Print verbatim the lines of the entries from the one containing "Cell::new(label)" to the last, inclusive, and no others.

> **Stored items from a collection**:
──────────────────────────────
//! Typed views over raw rows.
//!
//! Rows arrive as loosely typed field maps. Each entity gets a record type
//! built by an explicit coercion step, so validators deal with
//! [`Field::Missing`] / [`Field::Invalid`] instead of re-parsing strings.

use serde_json::Value;

use crate::table::{CellValue, Row};

/// Outcome of coercing one raw cell.
#[derive(Debug, Clone, PartialEq)]
pub enum Field<T> {
    /// Column absent, cell missing, or blank text.
    Missing,
    /// Present but not coercible; carries the raw text.
    Invalid(String),
    Value(T),
}

impl<T> Field<T> {
    pub fn value(&self) -> Option<&T> {
        match self {
            Field::Value(value) => Some(value),
            _ => None,
        }
    }

    pub fn is_missing(&self) -> bool {
        matches!(self, Field::Missing)
    }

    pub fn into_value(self) -> Option<T> {
        match self {
            Field::Value(value) => Some(value),
            _ => None,
        }
    }
}

/// Coerces a cell to a finite number.
pub fn coerce_number(cell: Option<&CellValue>) -> Field<f64> {
    match cell {
        None | Some(CellValue::Missing) => Field::Missing,
        Some(CellValue::Number(value)) if value.is_finite() => Field::Value(*value),
        Some(CellValue::Number(value)) => Field::Invalid(value.to_string()),
        Some(CellValue::Text(raw)) => {
            let trimmed = raw.trim();
            if trimmed.is_empty() {
                return Field::Missing;
            }
            match trimmed.parse::<f64>() {
                Ok(value) if value.is_finite() => Field::Value(value),
                _ => Field::Invalid(raw.clone()),
            }
        }
    }
}

/// Coerces a cell to trimmed, non-blank text.
pub fn coerce_text(cell: Option<&CellValue>) -> Field<String> {
    match cell.and_then(CellValue::as_text) {
        None => Field::Missing,
        Some(text) => {
            let trimmed = text.trim();
            if trimmed.is_empty() {
                Field::Missing
            } else {
                Field::Value(trimmed.to_string())
            }
        }
    }
}

/// Raw, untrimmed text of a cell, for JSON-encoded fields.
fn raw_text(cell: Option<&CellValue>) -> Field<String> {
    match cell.and_then(CellValue::as_text) {
        None => Field::Missing,
        Some(text) if text.trim().is_empty() => Field::Missing,
        Some(text) => Field::Value(text.into_owned()),
    }
}

fn optional_text(cell: Option<&CellValue>) -> Option<String> {
    coerce_text(cell).into_value()
}

/// Splits a comma-separated list, trimming every token. Blank tokens are kept.
pub fn split_list(raw: &str) -> Vec<String> {
    raw.split(',').map(|token| token.trim().to_string()).collect()
}

/// Decodes a JSON-encoded list of tags.
///
/// Strings are kept as-is, numbers use their JSON rendering, anything else
/// (nested arrays, objects, booleans, null) is dropped.
pub fn decode_tag_list(cell: Option<&CellValue>) -> Field<Vec<String>> {
    let raw = match raw_text(cell) {
        Field::Value(raw) => raw,
        Field::Missing => return Field::Missing,
        Field::Invalid(raw) => return Field::Invalid(raw),
    };
    match serde_json::from_str::<Value>(&raw) {
        Ok(Value::Array(items)) => Field::Value(
            items
                .into_iter()
                .filter_map(|item| match item {
                    Value::String(tag) => Some(tag),
                    Value::Number(number) => Some(number.to_string()),
                    _ => None,
                })
                .collect(),
        ),
        _ => Field::Invalid(raw),
    }
}

/// Decodes a JSON-encoded list of slot numbers; every element must be numeric.
///
/// Elements may be JSON numbers or numeric strings. Booleans, `null` and
/// blank strings are not coerced to `0`/`1`; they make the whole list
/// invalid, so `[""]` or `[true]` is reported rather than read as slot 0 or 1.
pub fn decode_number_list(cell: Option<&CellValue>) -> Field<Vec<f64>> {
    let raw = match raw_text(cell) {
        Field::Value(raw) => raw,
        Field::Missing => return Field::Missing,
        Field::Invalid(raw) => return Field::Invalid(raw),
    };
    let Ok(Value::Array(items)) = serde_json::from_str::<Value>(&raw) else {
        return Field::Invalid(raw);
    };
    let mut numbers = Vec::with_capacity(items.len());
    for item in &items {
        let number = match item {
            Value::Number(number) => number.as_f64(),
            Value::String(text) => text.trim().parse::<f64>().ok(),
            _ => None,
        };
        match number {
            Some(number) if number.is_finite() => numbers.push(number),
            _ => return Field::Invalid(raw),
        }
    }
    Field::Value(numbers)
}

#[derive(Debug, Clone, PartialEq)]
pub struct ClientRecord {
    pub client_id: Field<String>,
    pub client_name: Option<String>,
    pub priority_level: Field<f64>,
    /// Trimmed tokens of `RequestedTaskIDs`, blanks included.
    pub requested_task_ids: Field<Vec<String>>,
    pub group_tag: Option<String>,
    /// Raw `AttributesJSON` text.
    pub attributes_json: Field<String>,
}

impl ClientRecord {
    pub fn from_row(row: &Row) -> Self {
        let requested_task_ids = match row.text("RequestedTaskIDs") {
            Some(raw) if !raw.trim().is_empty() => Field::Value(split_list(&raw)),
            _ => Field::Missing,
        };
        Self {
            client_id: coerce_text(row.get("ClientID")),
            client_name: optional_text(row.get("ClientName")),
            priority_level: coerce_number(row.get("PriorityLevel")),
            requested_task_ids,
            group_tag: optional_text(row.get("GroupTag")),
            attributes_json: raw_text(row.get("AttributesJSON")),
        }
    }
}

#[derive(Debug, Clone, PartialEq)]
pub struct WorkerRecord {
    pub worker_id: Field<String>,
    pub worker_name: Option<String>,
    pub skills: Field<Vec<String>>,
    pub available_slots: Field<Vec<f64>>,
    pub max_load_per_phase: Field<f64>,
    pub worker_group: Option<String>,
    pub qualification_level: Option<String>,
}

impl WorkerRecord {
    pub fn from_row(row: &Row) -> Self {
        Self {
            worker_id: coerce_text(row.get("WorkerID")),
            worker_name: optional_text(row.get("WorkerName")),
            skills: decode_tag_list(row.get("Skills")),
            available_slots: decode_number_list(row.get("AvailableSlots")),
            max_load_per_phase: coerce_number(row.get("MaxLoadPerPhase")),
            worker_group: optional_text(row.get("WorkerGroup")),
            qualification_level: optional_text(row.get("QualificationLevel")),
        }
    }
}

#[derive(Debug, Clone, PartialEq)]
pub struct TaskRecord {
    pub task_id: Field<String>,
    pub task_name: Option<String>,
    pub category: Option<String>,
    pub duration: Field<f64>,
    pub required_skills: Field<Vec<String>>,
    /// Non-blank text value of `PreferredPhases`; numeric cells are not kept.
    pub preferred_phases: Option<String>,
    pub max_concurrent: Field<f64>,
}

impl TaskRecord {
    pub fn from_row(row: &Row) -> Self {
        let preferred_phases = match row.get("PreferredPhases") {
            Some(CellValue::Text(raw)) if !raw.trim().is_empty() => Some(raw.clone()),
            _ => None,
        };
        Self {
            task_id: coerce_text(row.get("TaskID")),
            task_name: optional_text(row.get("TaskName")),
            category: optional_text(row.get("Category")),
            duration: coerce_number(row.get("Duration")),
            required_skills: decode_tag_list(row.get("RequiredSkills")),
            preferred_phases,
            max_concurrent: coerce_number(row.get("MaxConcurrent")),
        }
    }
}
//! CSV reading utilities.

mod header;
mod reader;

pub use header::{normalize_header, resolve_header, resolve_headers};
pub use reader::{parse_csv_table, read_csv_table};
//! Data Alchemist CLI.

use alchemist_cli::logging::{LogConfig, LogFormat, init_logging};
use clap::{ColorChoice, Parser};
use std::io::{self, IsTerminal};
use tracing::level_filters::LevelFilter;

mod cli;
mod commands;
mod summary;
mod types;

use crate::cli::{Cli, Command, LogFormatArg, LogLevelArg};
use crate::commands::{run_export, run_filter, run_rules, run_suggest, run_validate};
use crate::summary::{
    print_export_summary, print_filter_result, print_rules_summary, print_validation_summary,
};

fn main() {
    let cli = Cli::parse();
    cli.color.write_global();
    let log_config = log_config_from_cli(&cli);
    if let Err(error) = init_logging(&log_config) {
        eprintln!("error: failed to initialize logging: {error}");
        std::process::exit(1);
    }
    let exit_code = match cli.command {
        Command::Validate(args) => match run_validate(&args) {
            Ok(result) => {
                print_validation_summary(&result);
                if result.has_errors() { 1 } else { 0 }
            }
            Err(error) => report_failure(&error),
        },
        Command::Rules(args) => match run_rules(&args) {
            Ok(result) => {
                print_rules_summary(&result);
                if result.has_errors() { 1 } else { 0 }
            }
            Err(error) => report_failure(&error),
        },
        Command::Suggest(args) => match run_suggest(&args) {
            Ok(json) => {
                println!("{json}");
                0
            }
            Err(error) => report_failure(&error),
        },
        Command::Filter(args) => match run_filter(&args) {
            Ok(outcome) => {
                print_filter_result(&outcome);
                0
            }
            Err(error) => report_failure(&error),
        },
        Command::Export(args) => match run_export(&args) {
            Ok(result) => {
                print_export_summary(&result);
                0
            }
            Err(error) => report_failure(&error),
        },
    };
    std::process::exit(exit_code);
}

fn report_failure(error: &anyhow::Error) -> i32 {
    eprintln!("error: {error:#}");
    1
}

/// Build logging configuration from CLI flags with consistent precedence.
fn log_config_from_cli(cli: &Cli) -> LogConfig {
    let mut config = LogConfig {
        level_filter: cli.verbosity.tracing_level_filter(),
        ..LogConfig::default()
    };
    config.use_env_filter = !(cli.verbosity.is_present() || cli.log_level.is_some());
    if let Some(level) = cli.log_level {
        config.level_filter = match level {
            LogLevelArg::Error => LevelFilter::ERROR,
            LogLevelArg::Warn => LevelFilter::WARN,
            LogLevelArg::Info => LevelFilter::INFO,
            LogLevelArg::Debug => LevelFilter::DEBUG,
            LogLevelArg::Trace => LevelFilter::TRACE,
        };
    }
    config.format = match cli.log_format {
        LogFormatArg::Pretty => LogFormat::Pretty,
        LogFormatArg::Compact => LogFormat::Compact,
        LogFormatArg::Json => LogFormat::Json,
    };
    config.log_file = cli.log_file.clone();
    config.with_ansi = match cli.color.color {
        ColorChoice::Always => true,
        ColorChoice::Never => false,
        ColorChoice::Auto => cli.log_file.is_none() && io::stderr().is_terminal(),
    };
    config
}
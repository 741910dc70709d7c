use std::cmp::Ordering;

use comfy_table::modifiers::{UTF8_ROUND_CORNERS, UTF8_SOLID_INNER_BORDERS};
use comfy_table::presets::{UTF8_FULL, UTF8_FULL_CONDENSED};
use comfy_table::{Attribute, Cell, CellAlignment, Color, ContentArrangement, Table};

use alchemist_cli::session::{FilterOutcome, Session};
use alchemist_core::WorkbookError;
use alchemist_model::{Entity, IssueKind, ValidationError};

use crate::types::{ExportResult, RulesResult, ValidateResult};

pub fn print_validation_summary(result: &ValidateResult) {
    print_entity_table(&result.session);
    print_issue_table(result.session.workbook.errors());
    print_rejections(&result.session.rejected);
    if let Some(path) = &result.errors_out {
        println!("Errors: {}", path.display());
    }
    if let Some(path) = &result.report {
        println!("Report: {}", path.display());
    }
}

pub fn print_rules_summary(result: &RulesResult) {
    let workbook = &result.session.workbook;
    println!("Rules: {}", result.rules_file.display());
    let mut table = Table::new();
    table.set_header(vec![header_cell("#"), header_cell("Type"), header_cell("Rule")]);
    apply_table_style(&mut table);
    align_column(&mut table, 0, CellAlignment::Right);
    for (index, rule) in workbook.rules().iter().enumerate() {
        table.add_row(vec![
            dim_cell(index + 1),
            Cell::new(rule.type_name()).fg(Color::Blue),
            Cell::new(rule.to_string()),
        ]);
    }
    println!("{table}");
    let rule_errors: Vec<ValidationError> =
        workbook.errors_for(Entity::Rules).cloned().collect();
    print_issue_table(&rule_errors);
    print_rejections(&result.session.rejected);
}

pub fn print_filter_result(outcome: &FilterOutcome) {
    let conditions: Vec<String> = outcome.conditions.iter().map(ToString::to_string).collect();
    if conditions.is_empty() {
        println!("Filter: (none)");
    } else {
        println!("Filter: {}", conditions.join(" AND "));
    }
    let mut table = Table::new();
    let mut header = vec![header_cell("Row")];
    header.extend(outcome.table.columns.iter().map(|column| header_cell(column)));
    table.set_header(header);
    apply_table_style(&mut table);
    align_column(&mut table, 0, CellAlignment::Right);
    for &index in &outcome.matches {
        let Some(row) = outcome.table.rows.get(index) else {
            continue;
        };
        let mut cells = vec![dim_cell(index)];
        cells.extend(outcome.table.columns.iter().map(|column| match row.text(column) {
            Some(text) => Cell::new(text),
            None => dim_cell("-"),
        }));
        table.add_row(cells);
    }
    println!("{table}");
    println!(
        "{} of {} {} rows matched",
        outcome.matches.len(),
        outcome.table.len(),
        outcome.table.entity
    );
}

pub fn print_export_summary(result: &ExportResult) {
    println!("Output: {}", result.output_dir.display());
    println!(
        "Weights: priority={} fairness={} load={}",
        result.weights.priority, result.weights.fairness, result.weights.load
    );
    for path in &result.written {
        println!("  {}", path.display());
    }
    print_entity_table(&result.session);
    print_rejections(&result.session.rejected);
}

fn print_entity_table(session: &Session) {
    let workbook = &session.workbook;
    let mut table = Table::new();
    table.set_header(vec![
        header_cell("Entity"),
        header_cell("Rows"),
        header_cell("Errors"),
        header_cell("Warnings"),
    ]);
    apply_summary_table_style(&mut table);
    align_column(&mut table, 1, CellAlignment::Right);
    align_column(&mut table, 2, CellAlignment::Right);
    align_column(&mut table, 3, CellAlignment::Right);
    let mut total_rows = 0usize;
    let mut total_errors = 0usize;
    let mut total_warnings = 0usize;
    for entity in Entity::TABLES.into_iter().chain([Entity::Rules]) {
        let rows = match entity {
            Entity::Rules => Some(workbook.rules().len()),
            _ => workbook.datasets().get(entity).map(alchemist_model::Table::len),
        };
        let errors = count_kind(workbook.errors_for(entity), IssueKind::Error);
        let warnings = count_kind(workbook.errors_for(entity), IssueKind::Warning);
        total_rows += rows.unwrap_or(0);
        total_errors += errors;
        total_warnings += warnings;
        table.add_row(vec![
            entity_cell(entity),
            count_cell(rows, Color::Reset),
            count_cell(Some(errors), Color::Red),
            count_cell(Some(warnings), Color::Yellow),
        ]);
    }
    table.add_row(vec![
        Cell::new("TOTAL")
            .fg(Color::Cyan)
            .add_attribute(Attribute::Bold),
        Cell::new(total_rows).add_attribute(Attribute::Bold),
        count_cell(Some(total_errors), Color::Red).add_attribute(Attribute::Bold),
        count_cell(Some(total_warnings), Color::Yellow).add_attribute(Attribute::Bold),
    ]);
    println!("{table}");
}

fn print_issue_table(errors: &[ValidationError]) {
    if errors.is_empty() {
        return;
    }
    let mut issues: Vec<&ValidationError> = errors.iter().collect();
    issues.sort_by(|a, b| {
        let kind = kind_rank(b.kind).cmp(&kind_rank(a.kind));
        if kind != Ordering::Equal {
            return kind;
        }
        let entity = a.entity.as_str().cmp(b.entity.as_str());
        if entity != Ordering::Equal {
            return entity;
        }
        a.row_index().cmp(&b.row_index())
    });
    let mut table = Table::new();
    table.set_header(vec![
        header_cell("Entity"),
        header_cell("Kind"),
        header_cell("Row"),
        header_cell("Field"),
        header_cell("Message"),
    ]);
    apply_issue_table_style(&mut table);
    align_column(&mut table, 1, CellAlignment::Center);
    align_column(&mut table, 2, CellAlignment::Right);
    for issue in issues {
        let row = match issue.row {
            Some(row) => Cell::new(row),
            None => dim_cell("-"),
        };
        table.add_row(vec![
            entity_cell(issue.entity),
            kind_cell(issue.kind),
            row,
            Cell::new(&issue.field),
            Cell::new(&issue.message),
        ]);
    }
    println!();
    println!("Issues:");
    println!("{table}");
}

fn print_rejections(rejected: &[WorkbookError]) {
    if rejected.is_empty() {
        return;
    }
    eprintln!("Rejected rules:");
    for error in rejected {
        eprintln!("- {error}");
    }
}

fn count_kind<'a>(errors: impl Iterator<Item = &'a ValidationError>, kind: IssueKind) -> usize {
    errors.filter(|error| error.kind == kind).count()
}

fn count_cell(count: Option<usize>, color: Color) -> Cell {
    match count {
        Some(value) if value > 0 => Cell::new(value).fg(color).add_attribute(Attribute::Bold),
        Some(value) => dim_cell(value),
        None => dim_cell("-"),
    }
}

fn apply_table_style(table: &mut Table) {
    table
        .load_preset(UTF8_FULL_CONDENSED)
        .apply_modifier(UTF8_ROUND_CORNERS)
        .set_content_arrangement(ContentArrangement::Dynamic)
        .set_width(120);
}

fn apply_summary_table_style(table: &mut Table) {
    table
        .load_preset(UTF8_FULL)
        .apply_modifier(UTF8_ROUND_CORNERS)
        .apply_modifier(UTF8_SOLID_INNER_BORDERS)
        .set_content_arrangement(ContentArrangement::Dynamic)
        .set_width(80);
}

fn apply_issue_table_style(table: &mut Table) {
    table
        .load_preset(UTF8_FULL)
        .apply_modifier(UTF8_ROUND_CORNERS)
        .apply_modifier(UTF8_SOLID_INNER_BORDERS)
        .set_content_arrangement(ContentArrangement::DynamicFullWidth)
        .set_width(140);
}

fn align_column(table: &mut Table, index: usize, alignment: CellAlignment) {
    if let Some(column) = table.column_mut(index) {
        column.set_cell_alignment(alignment);
    }
}

fn kind_rank(kind: IssueKind) -> u8 {
    match kind {
        IssueKind::Error => 2,
        IssueKind::Warning => 1,
    }
}

fn kind_cell(kind: IssueKind) -> Cell {
    match kind {
        IssueKind::Error => Cell::new("ERROR").fg(Color::Red),
        IssueKind::Warning => Cell::new("WARN").fg(Color::Yellow),
    }
}

fn header_cell(label: &str) -> Cell {
    Cell::new(label)
        .fg(Color::Cyan)
        .add_attribute(Attribute::Bold)
}

fn entity_cell(entity: Entity) -> Cell {
    Cell::new(entity.label())
        .fg(Color::Blue)
        .add_attribute(Attribute::Bold)
}

fn dim_cell<T: ToString>(value: T) -> Cell {
    Cell::new(value.to_string()).fg(Color::DarkGrey)
}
──────────────────────────────
> **Problem solution**:
    Cell::new(label)
        .fg(Color::Cyan)
        .add_attribute(Attribute::Bold)
}

fn entity_cell(entity: Entity) -> Cell {
    Cell::new(entity.label())
        .fg(Color::Blue)
        .add_attribute(Attribute::Bold)
}

fn dim_cell<T: ToString>(value: T) -> Cell {
    Cell::new(value.to_string()).fg(Color::DarkGrey)
}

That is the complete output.